▶ What the task asks
Repeat the listing below in full, keeping every character as it is.
*** Opening Recorded information ***
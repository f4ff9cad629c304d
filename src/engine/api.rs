// src/engine/api.rs
//
// Synchronous construction entry points.

use crate::engine::bitmap::ImageBitmap;
use crate::engine::guard::check_buffer_sizes;
use crate::engine::options::{parse_options, ParsedOptions};
use crate::engine::pipeline::process;
use crate::engine::source::BitmapSource;
use crate::error::Result;
use crate::ops::{ImageBitmapOptions, IntRect};
use tracing::{debug, warn};

/// Parse and size-check options for `source` without touching its pixels.
pub fn prepare(
    source: &BitmapSource,
    crop: Option<IntRect>,
    options: &ImageBitmapOptions,
) -> Result<ParsedOptions> {
    let size = source.natural_size()?;
    let parsed = parse_options(options, crop, size, source.is_unpremultiplied())?;
    check_buffer_sizes(&parsed)?;
    Ok(parsed)
}

/// Build an ImageBitmap from `source`.
///
/// The overflow guard runs before the source is decoded, drawn or copied.
/// On any failure nothing is returned but the error.
pub fn create_image_bitmap(
    source: BitmapSource,
    crop: Option<IntRect>,
    options: &ImageBitmapOptions,
) -> Result<ImageBitmap> {
    let parsed = prepare(&source, crop, options)?;
    let resolved = source.resolve()?;
    debug!(
        target: "image_bitmap::pipeline",
        kind = ?resolved.kind,
        width = resolved.image.width(),
        height = resolved.image.height(),
        origin_clean = resolved.origin_clean,
        "create image bitmap"
    );
    let image = process(resolved.image, resolved.kind, &parsed)?;
    Ok(ImageBitmap::new(image, resolved.origin_clean))
}

/// Like `create_image_bitmap`, but a failure yields an empty bitmap.
pub fn create_image_bitmap_or_empty(
    source: BitmapSource,
    crop: Option<IntRect>,
    options: &ImageBitmapOptions,
) -> ImageBitmap {
    create_image_bitmap(source, crop, options).unwrap_or_else(|err| {
        warn!(
            target: "image_bitmap::pipeline",
            code = err.category().code(),
            %err,
            "image bitmap construction failed, returning empty bitmap"
        );
        ImageBitmap::empty()
    })
}

/// Build a new bitmap from the pixels of an existing one.
pub fn create_image_bitmap_from_bitmap(
    bitmap: &ImageBitmap,
    crop: Option<IntRect>,
    options: &ImageBitmapOptions,
) -> Result<ImageBitmap> {
    create_image_bitmap(BitmapSource::from_bitmap(bitmap)?, crop, options)
}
*** Closing Recorded information ***
▶ Exercise solution
repository f4ff9cad629c304d
filename src/engine/api.rs
// src/engine/api.rs
//
// Synchronous construction entry points.

use crate::engine::bitmap::ImageBitmap;
use crate::engine::guard::check_buffer_sizes;
use crate::engine::options::{parse_options, ParsedOptions};
use crate::engine::pipeline::process;
use crate::engine::source::BitmapSource;
use crate::error::Result;
use crate::ops::{ImageBitmapOptions, IntRect};
use tracing::{debug, warn};

/// Parse and size-check options for `source` without touching its pixels.
pub fn prepare(
    source: &BitmapSource,
    crop: Option<IntRect>,
    options: &ImageBitmapOptions,
) -> Result<ParsedOptions> {
    let size = source.natural_size()?;
    let parsed = parse_options(options, crop, size, source.is_unpremultiplied())?;
    check_buffer_sizes(&parsed)?;
    Ok(parsed)
}

/// Build an ImageBitmap from `source`.
///
/// The overflow guard runs before the source is decoded, drawn or copied.
/// On any failure nothing is returned but the error.
pub fn create_image_bitmap(
    source: BitmapSource,
    crop: Option<IntRect>,
    options: &ImageBitmapOptions,
) -> Result<ImageBitmap> {
    let parsed = prepare(&source, crop, options)?;
    let resolved = source.resolve()?;
    debug!(
        target: "image_bitmap::pipeline",
        kind = ?resolved.kind,
        width = resolved.image.width(),
        height = resolved.image.height(),
        origin_clean = resolved.origin_clean,
        "create image bitmap"
    );
    let image = process(resolved.image, resolved.kind, &parsed)?;
    Ok(ImageBitmap::new(image, resolved.origin_clean))
}

/// Like `create_image_bitmap`, but a failure yields an empty bitmap.
pub fn create_image_bitmap_or_empty(
    source: BitmapSource,
    crop: Option<IntRect>,
    options: &ImageBitmapOptions,
) -> ImageBitmap {
    create_image_bitmap(source, crop, options).unwrap_or_else(|err| {
        warn!(
            target: "image_bitmap::pipeline",
            code = err.category().code(),
            %err,
            "image bitmap construction failed, returning empty bitmap"
        );
        ImageBitmap::empty()
    })
}

/// Build a new bitmap from the pixels of an existing one.
pub fn create_image_bitmap_from_bitmap(
    bitmap: &ImageBitmap,
    crop: Option<IntRect>,
    options: &ImageBitmapOptions,
) -> Result<ImageBitmap> {
    create_image_bitmap(BitmapSource::from_bitmap(bitmap)?, crop, options)
}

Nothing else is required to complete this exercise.